I see a few potential benefits to efficiency-imparing simplifications:

1. ...
2. It reduces the engineering effort needed to design the initial self-replicating system.

This is certainly a consideration.  Given the phenomenal reproductive capacity of the Autofac, there's an enormous return to finishing design as quickly as possible and getting something out there.

To me, it seems that the Autofac dream comes from a particular context -- mid-20th-century visions of space exploration -- that have unduly influenced Feynman's current concept.

Let me tell you some personal history.  I happened upon the concept of self-reproducing machines as a child or teenager, in an old Scientific American from the fifties.  This was in the 1970s.  That article suggested building a self-reproducing factory boat, that would extract resources from the sea, and soon fill up the oceans and pile up on beaches.  It wasn't a very serious article.  Then I went to MIT, in 1979.  Self-reproducing machines were in the air-- Eric Drexler was theorizing about mechanical bacteria, and NASA was paying people to think about what eventually became the 1981 lunar factory design study.  I thought that sending a self-reproducing factory to the asteroid belt was the obvious right thing, and thought about it, in my baby-engineer fantasy way.  But I could tell I was ahead of my time, so I turned my attention to supercomputers and robots and AI and other stuff for a few decades.

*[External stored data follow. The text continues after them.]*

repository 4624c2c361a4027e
//! Story engine database schema.

/// SQL to create the jobs table.
pub const CREATE_JOBS_TABLE: &str = r"
CREATE TABLE IF NOT EXISTS story_jobs (
    job_id       UUID PRIMARY KEY,
    session_id   UUID NOT NULL,
    theme        TEXT NOT NULL,
    status       VARCHAR(16) NOT NULL,
    story_id     UUID,
    error        TEXT,
    created_at   TIMESTAMPTZ NOT NULL DEFAULT NOW(),
    completed_at TIMESTAMPTZ
);

CREATE INDEX IF NOT EXISTS idx_story_jobs_session_id
    ON story_jobs (session_id);
";

/// SQL to create the stories and story_nodes tables. Options are stored as a
/// JSONB array on their owning node, preserving render order.
pub const CREATE_STORIES_TABLES: &str = r"
CREATE TABLE IF NOT EXISTS stories (
    id         UUID PRIMARY KEY,
    title      TEXT NOT NULL,
    session_id UUID NOT NULL,
    created_at TIMESTAMPTZ NOT NULL DEFAULT NOW()
);

CREATE TABLE IF NOT EXISTS story_nodes (
    id                UUID PRIMARY KEY,
    story_id          UUID NOT NULL REFERENCES stories (id),
    content           TEXT NOT NULL,
    is_root           BOOLEAN NOT NULL DEFAULT FALSE,
    is_ending         BOOLEAN NOT NULL DEFAULT FALSE,
    is_winning_ending BOOLEAN NOT NULL DEFAULT FALSE,
    options           JSONB NOT NULL DEFAULT '[]'
);

CREATE INDEX IF NOT EXISTS idx_story_nodes_story_id
    ON story_nodes (story_id);
";

/// Applies the full schema.
///
/// # Errors
///
/// Returns the underlying `sqlx::Error` if any statement fails.
pub async fn apply(pool: &sqlx::PgPool) -> Result<(), sqlx::Error> {
    sqlx::raw_sql(CREATE_JOBS_TABLE).execute(pool).await?;
    sqlx::raw_sql(CREATE_STORIES_TABLES).execute(pool).await?;
    Ok(())
}
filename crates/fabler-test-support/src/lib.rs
//! Shared test mocks and utilities for the Fabler story engine.

mod clock;
mod generator;
mod repository;

pub use clock::FixedClock;
pub use generator::{FailingGenerator, StubGenerator, linear_blueprint, two_branch_blueprint};
pub use repository::{
    FailingJobRepository, FailingStoryRepository, InMemoryJobRepository, InMemoryStoryRepository,
};
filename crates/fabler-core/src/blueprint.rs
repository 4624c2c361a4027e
//! The nested structure a generative model returns.
//!
//! This is the untrusted shape crossing the model boundary. The generator
//! adapter deserializes and validates it once; downstream code can then rely
//! on the structural guarantees without re-checking.
//!
//! Wire names are camelCase to match the model's response contract.

use serde::{Deserialize, Serialize};

use crate::error::EngineError;

/// A complete generated story: title plus the root of the node tree.
#[derive(Debug, Clone, Serialize, Deserialize)]
pub struct StoryBlueprint {
    /// Story title.
    pub title: String,
    /// Root of the nested node structure.
    #[serde(rename = "rootNode")]
    pub root_node: NodeBlueprint,
}

/// One node of the generated tree.
#[derive(Debug, Clone, Serialize, Deserialize)]
pub struct NodeBlueprint {
    /// Narrative text for this node.
    pub content: String,
    /// Whether this node ends the story.
    #[serde(rename = "isEnding")]
    pub is_ending: bool,
    /// Whether this ending is a successful outcome. Recorded as-is; only
    /// meaningful when `is_ending` is set.
    #[serde(rename = "isWinningEnding")]
    pub is_winning_ending: bool,
    /// Reader choices, in display order.
    #[serde(default)]
    pub options: Vec<OptionBlueprint>,
}

/// One reader choice and the subtree it leads to.
#[derive(Debug, Clone, Serialize, Deserialize)]
pub struct OptionBlueprint {
    /// Choice text.
    pub text: String,
    /// The node this choice leads to.
    #[serde(rename = "nextNode")]
    pub next_node: Box<NodeBlueprint>,
}

impl StoryBlueprint {
    /// Validates the option/ending structure of every node.
    ///
    /// Ending nodes must carry no options; non-ending nodes must carry at
    /// least one. The structure is acyclic by construction (it is a literal
    /// nested value), so this walk is the only shape check needed.
    ///
    /// # Errors
    ///
    /// Returns `EngineError::Validation` naming the first offending node.
    pub fn validate(&self) -> Result<(), EngineError> {
        validate_node(&self.root_node)
    }
}

fn validate_node(node: &NodeBlueprint) -> Result<(), EngineError> {
    if node.is_ending && !node.options.is_empty() {
        return Err(EngineError::Validation(format!(
            "ending node {:?} has {} options, expected none",
            truncate(&node.content),
            node.options.len()
        )));
    }
    if !node.is_ending && node.options.is_empty() {
        return Err(EngineError::Validation(format!(
            "non-ending node {:?} has no options",
            truncate(&node.content)
        )));
    }
    for option in &node.options {
        validate_node(&option.next_node)?;
    }
    Ok(())
}

/// Shortens node content for error messages.
fn truncate(content: &str) -> String {
    const MAX: usize = 40;
    if content.chars().count() <= MAX {
        content.to_owned()
    } else {
        let head: String = content.chars().take(MAX).collect();
        format!("{head}…")
    }
}

#[cfg(test)]
mod tests {
    use super::*;

    fn ending(content: &str) -> NodeBlueprint {
        NodeBlueprint {
            content: content.into(),
            is_ending: true,
            is_winning_ending: false,
            options: vec![],
        }
    }

    fn branch(content: &str, options: Vec<OptionBlueprint>) -> NodeBlueprint {
        NodeBlueprint {
            content: content.into(),
            is_ending: false,
            is_winning_ending: false,
            options,
        }
    }

    fn option(text: &str, next: NodeBlueprint) -> OptionBlueprint {
        OptionBlueprint {
            text: text.into(),
            next_node: Box::new(next),
        }
    }

    #[test]
    fn test_valid_tree_passes() {
        let blueprint = StoryBlueprint {
            title: "The Lighthouse".into(),
            root_node: branch(
                "You arrive at the shore.",
                vec![
                    option("Climb the stairs", ending("You reach the lamp.")),
                    option("Turn back", ending("You go home.")),
                ],
            ),
        };

        assert!(blueprint.validate().is_ok());
    }

    #[test]
    fn test_non_ending_without_options_is_rejected() {
        let blueprint = StoryBlueprint {
            title: "Broken".into(),
            root_node: NodeBlueprint {
                content: "Dead air.".into(),
                is_ending: false,
                is_winning_ending: false,
                options: vec![],
            },
        };

        let err = blueprint.validate().unwrap_err();
        assert!(matches!(err, EngineError::Validation(_)));
        assert!(err.to_string().contains("no options"));
    }

    #[test]
    fn test_ending_with_options_is_rejected() {
        let blueprint = StoryBlueprint {
            title: "Broken".into(),
            root_node: NodeBlueprint {
                content: "The end?".into(),
                is_ending: true,
                is_winning_ending: true,
                options: vec![option("Keep going", ending("More."))],
            },
        };

        let err = blueprint.validate().unwrap_err();
        assert!(matches!(err, EngineError::Validation(_)));
    }

    #[test]
    fn test_violation_deep_in_tree_is_caught() {
        let blueprint = StoryBlueprint {
            title: "Deep".into(),
            root_node: branch(
                "Start.",
                vec![option(
                    "Descend",
                    branch(
                        "Lower.",
                        vec![option(
                            "Further",
                            NodeBlueprint {
                                content: "Stuck.".into(),
                                is_ending: false,
                                is_winning_ending: false,
                                options: vec![],
                            },
                        )],
                    ),
                )],
            ),
        };

        assert!(blueprint.validate().is_err());
    }

    #[test]
    fn test_deserializes_camel_case_wire_names() {
        let json = serde_json::json!({
            "title": "The Lighthouse",
            "rootNode": {
                "content": "You arrive.",
                "isEnding": false,
                "isWinningEnding": false,
                "options": [
                    {
                        "text": "Enter",
                        "nextNode": {
                            "content": "Done.",
                            "isEnding": true,
                            "isWinningEnding": true
                        }
                    }
                ]
            }
        });

        let blueprint: StoryBlueprint = serde_json::from_value(json).unwrap();
        assert_eq!(blueprint.title, "The Lighthouse");
        assert_eq!(blueprint.root_node.options.len(), 1);
        // `options` defaults to empty when the model omits it on endings.
        let leaf = &blueprint.root_node.options[0].next_node;
        assert!(leaf.is_ending);
        assert!(leaf.is_winning_ending);
        assert!(leaf.options.is_empty());
    }

    #[test]
    fn test_missing_required_field_fails_deserialization() {
        let json = serde_json::json!({
            "title": "No root here"
        });

        assert!(serde_json::from_value::<StoryBlueprint>(json).is_err());
    }
}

A few years ago I picked up the idea of self-reproducing boats again.  I imagined a windmill on deck for power, and condensing Seacrete and magnesium from the water for materials.  There was a machine shop below decks, building all the parts.  But I couldn't make the energy economy work out, even given the endless gales of the Southern Ocean.  So I asked myself, what about just the machine shop part?  Then I realized the reproduction time was the overriding consideration.  How can I figure out the reproduction time?  Well, I could estimate the time to do it with a regular human machine shop, and I remembered Eric Drexler's scaling laws.  And wow, five weeks?!  That's short enough to be a really big deal!  So, a certain amount of calculation and spreadsheets later, here we are, the Autofac.

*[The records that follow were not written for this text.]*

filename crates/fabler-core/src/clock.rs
//! Clock abstraction for determinism.

use chrono::{DateTime, Utc};

/// Abstraction over system time for deterministic behavior.
pub trait Clock: Send + Sync {
    /// Returns the current time.
    fn now(&self) -> DateTime<Utc>;
}

/// Production clock that delegates to the system clock.
#[derive(Debug, Clone, Copy)]
pub struct SystemClock;

impl Clock for SystemClock {
    fn now(&self) -> DateTime<Utc> {
        Utc::now()
    }
}
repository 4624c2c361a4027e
//! Health check endpoint.

use axum::{Json, Router, routing::get};
use serde::Serialize;

use crate::state::AppState;

/// Health check response.
#[derive(Serialize)]
pub struct HealthResponse {
    /// Service status.
    pub status: String,
    /// Service version.
    pub version: String,
}

/// GET /health
async fn health_check() -> Json<HealthResponse> {
    Json(HealthResponse {
        status: "ok".to_string(),
        version: env!("CARGO_PKG_VERSION").to_string(),
    })
}

/// Returns the health check router.
pub fn router() -> Router<AppState> {
    Router::new().route("/health", get(health_check))
}
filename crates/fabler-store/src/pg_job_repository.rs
//! PostgreSQL implementation of the `JobRepository` trait.

use async_trait::async_trait;
use sqlx::postgres::PgRow;
use sqlx::{PgPool, Row};
use uuid::Uuid;

use fabler_core::error::EngineError;
use fabler_core::job::{Job, JobStatus};
use fabler_core::repository::JobRepository;

/// PostgreSQL-backed job repository.
#[derive(Debug, Clone)]
pub struct PgJobRepository {
    pool: PgPool,
}

impl PgJobRepository {
    /// Creates a new `PgJobRepository`.
    #[must_use]
    pub fn new(pool: PgPool) -> Self {
        Self { pool }
    }
}

fn status_str(status: JobStatus) -> &'static str {
    match status {
        JobStatus::Pending => "pending",
        JobStatus::Processing => "processing",
        JobStatus::Completed => "completed",
        JobStatus::Failed => "failed",
    }
}

fn parse_status(raw: &str) -> Result<JobStatus, EngineError> {
    match raw {
        "pending" => Ok(JobStatus::Pending),
        "processing" => Ok(JobStatus::Processing),
        "completed" => Ok(JobStatus::Completed),
        "failed" => Ok(JobStatus::Failed),
        other => Err(EngineError::Storage(format!(
            "unknown job status {other:?} in store"
        ))),
    }
}

fn storage_err(e: sqlx::Error) -> EngineError {
    EngineError::Storage(e.to_string())
}

fn job_from_row(row: &PgRow) -> Result<Job, EngineError> {
    let status: String = row.try_get("status").map_err(storage_err)?;
    Ok(Job {
        job_id: row.try_get("job_id").map_err(storage_err)?,
        session_id: row.try_get("session_id").map_err(storage_err)?,
        theme: row.try_get("theme").map_err(storage_err)?,
        status: parse_status(&status)?,
        story_id: row.try_get("story_id").map_err(storage_err)?,
        error: row.try_get("error").map_err(storage_err)?,
        created_at: row.try_get("created_at").map_err(storage_err)?,
        completed_at: row.try_get("completed_at").map_err(storage_err)?,
    })
}

#[async_trait]
impl JobRepository for PgJobRepository {
    async fn insert_job(&self, job: &Job) -> Result<(), EngineError> {
        sqlx::query(
            "INSERT INTO story_jobs
                 (job_id, session_id, theme, status, story_id, error, created_at, completed_at)
             VALUES ($1, $2, $3, $4, $5, $6, $7, $8)",
        )
        .bind(job.job_id)
        .bind(job.session_id)
        .bind(&job.theme)
        .bind(status_str(job.status))
        .bind(job.story_id)
        .bind(&job.error)
        .bind(job.created_at)
        .bind(job.completed_at)
        .execute(&self.pool)
        .await
        .map_err(storage_err)?;
        Ok(())
    }

    async fn update_job(&self, job: &Job) -> Result<(), EngineError> {
        let result = sqlx::query(
            "UPDATE story_jobs
             SET status = $2, story_id = $3, error = $4, completed_at = $5
             WHERE job_id = $1",
        )
        .bind(job.job_id)
        .bind(status_str(job.status))
        .bind(job.story_id)
        .bind(&job.error)
        .bind(job.completed_at)
        .execute(&self.pool)
        .await
        .map_err(storage_err)?;

        if result.rows_affected() == 0 {
            return Err(EngineError::Storage(format!(
                "update of unknown job {}",
                job.job_id
            )));
        }
        Ok(())
    }

    async fn find_job(&self, job_id: Uuid) -> Result<Option<Job>, EngineError> {
        let row = sqlx::query(
            "SELECT job_id, session_id, theme, status, story_id, error, created_at, completed_at
             FROM story_jobs
             WHERE job_id = $1",
        )
        .bind(job_id)
        .fetch_optional(&self.pool)
        .await
        .map_err(storage_err)?;

        row.as_ref().map(job_from_row).transpose()
    }
}
//! Fabler Generator — the adapter around the external generative model.
//!
//! This crate is the trust boundary for model output: the raw response text
//! is extracted, parsed, and structurally validated here, so everything
//! downstream operates on a guaranteed [`fabler_core::blueprint`] shape.

pub mod client;
pub mod parse;
mod types;

pub use client::AnthropicGenerator;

I considered varied environments for situating  the Autofac:

• a laboratory in Boston.  Good for development, but doesn't allow rapid growth.
• a field near a railroad and power line in the Midwest.  Good for the resource inputs, but the neighbors might reasonably complain when the steel mill starts belching flame, or the Autofacs pile up sky-high.
• Baffin Island.  Advantages described above.
• Antarctic Icecap.  Bigger than Baffin, but useful activities are illegal.  Shortage of all elements except carbon, oxygen, nitrogen and hydrogen.
• The Moon.  Even bigger.  Ironically, shortage of carbon, nitrogen and hydrogen.  No wind, so the Autofac has to include solar cell manufacture from the git-go. There will be lots of problems understanding vacuum manufacturing.  Obvious first step toward Dyson Sphere.
• Carbonaceous asteroids.  Obvious second step toward Dyson Sphere.

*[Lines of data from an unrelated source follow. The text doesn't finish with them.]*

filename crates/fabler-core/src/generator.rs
//! The generative collaborator contract.

use async_trait::async_trait;

use crate::blueprint::StoryBlueprint;
use crate::error::EngineError;

/// A single call to an external text-generating capability.
///
/// Implementations must hand back a blueprint that already passed
/// [`StoryBlueprint::validate`]. The adapter is the trust boundary where
/// untrusted model output is sanitized, so downstream consumers never
/// re-check shape.
#[async_trait]
pub trait StoryGenerator: Send + Sync {
    /// Generates a branching story for the given theme.
    ///
    /// # Errors
    ///
    /// `EngineError::GenerationFailed` for network, timeout, or model
    /// errors; `EngineError::Validation` when the response fails schema
    /// validation.
    async fn generate(&self, theme: &str) -> Result<StoryBlueprint, EngineError>;
}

So, I decided to propose an intermediate environment.  Obviously, it was rooted in the mid-20th-century visions of space exploration.  But that didn't set the size, or the use of Baffin Island, or anything else really.  We'll build a Dyson Sphere eventually, but I don't feel the need to do it personally.

More to come.

If you look at what I wrote, you will see that I covered both of these.

Yeah, I looked at various forms of printing from powder as a productive system.  The problem is that the powder is very expensive, more expensive than most of the parts that can be produced from it.  And it can’t produce some parts— like ball bearings or cast iron— so you need tools to make those.  And by the time you add those in, it turns out you don’t need powder metallurgy.